Nasir is the head guide and leader of the expedition. This morning he is in concentrative mood and ensuring that nothing has been forgotten. Once in Askole it’s a long and bumpy 8 hour drive back to Skardu. Everyone (save us) sits in the back tray of the jeep. I am placed in the front next to the driver. It is a cramped position and sitting slightly to one side after a few hours becomes painful. Habib explains during lunch that I must place my right leg over the gear stick and sit straight. The position becomes uncomfortable for a different reason and every time the driver needs to change gear, he reaches between….well, you know the rest. Safe to say my hip stops hurting which is the main thing.

Habib Emma Amin and Nasir

Habib Emma Amin and Nasir

We arrive late afternoon in Askole. The drive alone from Skardu has been captivating but the real drama of the Karakoram Mountains lies ahead. That night the clouds darken and it rains. Next to our camp are three British trekkers who have returned from K2 base camp and Snow Lake. They look a little deflated. The weather has been very unkind for the last 2 weeks and they were unable to cross the pass at Snow Lake and forced to return. Its ominous news. We too have been watching the weather for the last few days and now on the eve of the trek it shows no sign of improving.

Askole Snow Lake Trek

Leaving Askole

The next morning and the Brits are staring at a blue sky in disgust. I feel their pain. There can be nothing worse than seeing clear weather on your last day when for two weeks you have trekked in rain and low cloud. We on the other hand are feeling very fortunate and can only hope the good weather will hold. The first few kilometres of the trek amble along an easy trail. We round a bend after an hour and are confronted by a dramatic scene. A row of stone knives. Red and curved they tear at the white clouds that drift over them. I can feel a smile creeping across my face as I stand and marvel at natures work. I feel already very fortunate. T

The easy pace, and kind terrain changes abruptly as we make a left turn and start to scramble up the terminal moraine of the Biafo glacier. Moraine being a pile of dirt and rocks that accumulates at the front and sides of a glacier. The bigger the glacier the larger the moraine and the Biafo is one of the largest glaciers in the world, outside the Polar Regions.

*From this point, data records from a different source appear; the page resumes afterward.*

//! CLI binary for pdf-flatten.
//!
//! A thin shim over the library crate that maps CLI flags to `BatchConfig`
//! and prints the run summary.

use anyhow::{Context, Result};
use clap::Parser;
use pdf_flatten::{format_elapsed, run_batch, BatchConfig, PdfPreset};
use std::io;
use std::path::PathBuf;
use std::time::Duration;
use tracing_subscriber::EnvFilter;

// ── ANSI colour helpers (no extra deps) ──────────────────────────────────────

fn green(s: &str) -> String {
    format!("\x1b[32m{s}\x1b[0m")
}
fn red(s: &str) -> String {
    format!("\x1b[31m{s}\x1b[0m")
}
fn dim(s: &str) -> String {
    format!("\x1b[2m{s}\x1b[0m")
}
fn bold(s: &str) -> String {
    format!("\x1b[1m{s}\x1b[0m")
}

const AFTER_HELP: &str = r#"EXAMPLES:
  # Flatten ./original/*.pdf into ./output/*_final.pdf
  pdf-flatten

  # Explicit directories, 4 pipelines per wave
  pdf-flatten --input-dir scans --output-dir delivered -j 4

  # Smaller output at the cost of image quality
  pdf-flatten --preset screen

  # ImageMagick 7 installs `magick` instead of `convert`
  pdf-flatten --magick-bin magick

  # Machine-readable run summary
  pdf-flatten --json --no-progress

FILESYSTEM LAYOUT (relative to the working directory):
  ./original/*.pdf        inputs (read-only)
  ./temp/                 page images and intermediate PDFs (cleaned per file)
  ./output/*_final.pdf    delivered results
  ./errors.json           written only when at least one file failed

EXIT STATUS:
  0  every file flattened cleanly
  1  at least one file failed (details in errors.json)
  2  fatal error before or after the batch (bad input dir, unwritable report)

REQUIRED TOOLS:
  ImageMagick (convert) and Ghostscript (gs) must be on PATH, or pointed to
  with --magick-bin / --gs-bin.
"#;

/// Flatten directories of PDFs into re-rasterized, image-only PDFs.
#[derive(Parser, Debug)]
#[command(
    name = "pdf-flatten",
    version,
    about = "Flatten directories of PDFs into re-rasterized, image-only PDFs",
    long_about = "Batch-convert every PDF in a directory into a flattened, re-rasterized copy: \
pages are rendered to images with ImageMagick, reassembled into a PDF, and recompressed with \
Ghostscript. Files are processed in waves sized to the host's parallelism; one file's failure \
never aborts the batch.",
    color = clap::ColorChoice::Auto,
    after_long_help = AFTER_HELP
)]
struct Cli {
    /// Directory scanned for input PDFs.
    #[arg(long, env = "PDF_FLATTEN_INPUT_DIR", default_value = "./original")]
    input_dir: PathBuf,

    /// Scratch directory for intermediate artifacts.
    #[arg(long, env = "PDF_FLATTEN_TEMP_DIR", default_value = "./temp")]
    temp_dir: PathBuf,

    /// Directory receiving the flattened PDFs.
    #[arg(long, env = "PDF_FLATTEN_OUTPUT_DIR", default_value = "./output")]
    output_dir: PathBuf,

    /// Where to write the error report when files fail.
    #[arg(long, env = "PDF_FLATTEN_ERROR_REPORT", default_value = "errors.json")]
    error_report: PathBuf,

    /// Rasterization density in DPI (72–600).
    #[arg(long, env = "PDF_FLATTEN_DPI", default_value_t = 150,
          value_parser = clap::value_parser!(u32).range(72..=600))]
    dpi: u32,

    /// Pipelines per wave. Defaults to the host's available parallelism.
    #[arg(short, long, env = "PDF_FLATTEN_JOBS")]
    jobs: Option<usize>,

    /// Ghostscript PDFSETTINGS preset.
    #[arg(long, env = "PDF_FLATTEN_PRESET", value_enum, default_value = "default")]
    preset: PresetArg,

    /// Ghostscript compatibility level.
    #[arg(long, env = "PDF_FLATTEN_COMPAT", default_value = "1.4")]
    compat: String,

    /// ImageMagick binary (rasterize + reassemble).
    #[arg(long, env = "PDF_FLATTEN_MAGICK_BIN", default_value = "convert")]
    magick_bin: PathBuf,

    /// Ghostscript binary (recompress).
    #[arg(long, env = "PDF_FLATTEN_GS_BIN", default_value = "gs")]
    gs_bin: PathBuf,

    /// Per-invocation tool deadline in seconds.
    #[arg(long, env = "PDF_FLATTEN_TIMEOUT", default_value_t = 600)]
    timeout: u64,

    /// Disable the live progress display.
    #[arg(long, env = "PDF_FLATTEN_NO_PROGRESS")]
    no_progress: bool,

    /// Print the run summary as JSON to stdout.
    #[arg(long, env = "PDF_FLATTEN_JSON")]
    json: bool,

    /// Enable DEBUG-level tracing logs.
    #[arg(short, long, env = "PDF_FLATTEN_VERBOSE")]
    verbose: bool,

    /// Suppress all output except errors.
    #[arg(short, long, env = "PDF_FLATTEN_QUIET")]
    quiet: bool,
}

#[derive(clap::ValueEnum, Clone, Debug)]
enum PresetArg {
    Default,
    Screen,
    Ebook,
    Printer,
    Prepress,
}

impl From<PresetArg> for PdfPreset {
    fn from(v: PresetArg) -> Self {
        match v {
            PresetArg::Default => PdfPreset::Default,
            PresetArg::Screen => PdfPreset::Screen,
            PresetArg::Ebook => PdfPreset::Ebook,
            PresetArg::Printer => PdfPreset::Printer,
            PresetArg::Prepress => PdfPreset::Prepress,
        }
    }
}

#[tokio::main]
async fn main() -> Result<()> {
    let cli = Cli::parse();

    // ── Logging setup ────────────────────────────────────────────────────
    // The progress display owns the terminal while it is active; suppress
    // INFO-level library logs unless the user asked for them.
    let show_progress = !cli.quiet && !cli.no_progress;
    let filter = if cli.verbose {
        "debug"
    } else if cli.quiet || show_progress {
        "error"
    } else {
        "info"
    };

    tracing_subscriber::fmt()
        .with_env_filter(
            EnvFilter::try_from_default_env().unwrap_or_else(|_| EnvFilter::new(filter)),
        )
        .with_writer(io::stderr)
        .init();

    // ── Build config ─────────────────────────────────────────────────────
    let mut builder = BatchConfig::builder()
        .input_dir(&cli.input_dir)
        .temp_dir(&cli.temp_dir)
        .output_dir(&cli.output_dir)
        .error_report(&cli.error_report)
        .dpi(cli.dpi)
        .preset(cli.preset.clone().into())
        .compatibility_level(cli.compat.as_str())
        .magick_bin(&cli.magick_bin)
        .ghostscript_bin(&cli.gs_bin)
        .tool_timeout(Duration::from_secs(cli.timeout))
        .show_progress(show_progress);
    if let Some(jobs) = cli.jobs {
        builder = builder.parallelism(jobs);
    }
    // Fatal errors (bad config, unreadable input dir, unwritable report)
    // use exit code 2; code 1 is reserved for per-file failures.
    let config = match builder.build() {
        Ok(config) => config,
        Err(e) => {
            eprintln!("{} {e:#}", red("✘"));
            std::process::exit(2);
        }
    };

    // ── Run batch ────────────────────────────────────────────────────────
    let output = match run_batch(&config).await {
        Ok(output) => output,
        Err(e) => {
            eprintln!("{} {e:#}", red("✘"));
            std::process::exit(2);
        }
    };

    // ── Summary ──────────────────────────────────────────────────────────
    if cli.json {
        println!(
            "{}",
            serde_json::to_string_pretty(&output.stats).context("Failed to serialise summary")?
        );
    }

    if !cli.quiet {
        let elapsed = format_elapsed(Duration::from_millis(output.stats.total_duration_ms));
        if output.is_clean() {
            eprintln!(
                "{} {} file(s) flattened  →  {}",
                green("✔"),
                bold(&output.stats.converted_files.to_string()),
                bold(&cli.output_dir.display().to_string()),
            );
        } else {
            eprintln!(
                "{} {}/{} file(s) flattened  ({} failed, see {})",
                red("✘"),
                bold(&output.stats.converted_files.to_string()),
                output.stats.total_files,
                red(&output.stats.failed_files.to_string()),
                cli.error_report.display(),
            );
        }
        eprintln!(
            "Completed in: {elapsed} {}",
            dim(&format!(
                "({} wave(s) × {} thread(s))",
                output.stats.waves, output.stats.parallelism
            )),
        );
    }

    // A batch with per-file failures completes, but must not look clean.
    if !output.is_clean() {
        std::process::exit(1);
    }

    Ok(())
}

As we climb higher the air thins and the heat rises to a midday peak. Picking our way over the rocks is not easy and there is little breeze and no shade. Emma by sheer bad luck has been struck down with a stomach bug on our first day and begins to suffer. We reach the top of the moraine but the jumble of rocks does not end. This is just the beginning as we must walk along the lateral or side moraine for the next two days. It can be a heart breaking scene if you are in bad condition or not feeling well and Emma right now is both. By early afternoon our water is running out and I too begin to suffer among the boulders. I curse myself not carrying another bottle. Eight hours after leaving Skardu we arrive at our camp. A small island of grass on the side of the cliffs. It is a welcome sight. I know our health and fitness will improve, as will the conditions. It’s been a hard first day but better days are ahead.

Climbing Biafo moraine

Climbing up the Biafo moraine

By four in the afternoon the sun disappears behind the towering cliffs. On the far side of the glacier we are treated to an amazing light display on the stony towers. They bask in golden rays, the light showing off their rough texture. Of all the mountains in the world none can compare to the brutal formations that are the Karakoram.

High Cliffs in pakistan

The High cliffs in Pakistan

I notice a sign near our camp indicating this to be a place where snow leopards have been sighted. Our chances of seeing one are close to non-existent, but I scan the high valleys and peaks anyway. They must be one of the loneliest animals on earth but what a domain they live in.The next day and Emma’s condition has not improved. An hour out of camp and she is plagued with stomach cramps and unplanned visits behind boulders. Despite the discomfort and inconvenience she soldiers on. Nasir and Habib are attentive and take turns to lead, ensuring that we never stray too far off course. Without them we would become lost in a maze of rocks within minutes. Ahead of them is Baqir the fourth member of the lead team. Baqir is with us as his knowledge of both the Biafo and Hispar glaciers is unsurpassed. He too has been a high altitude porter and now scouts ahead.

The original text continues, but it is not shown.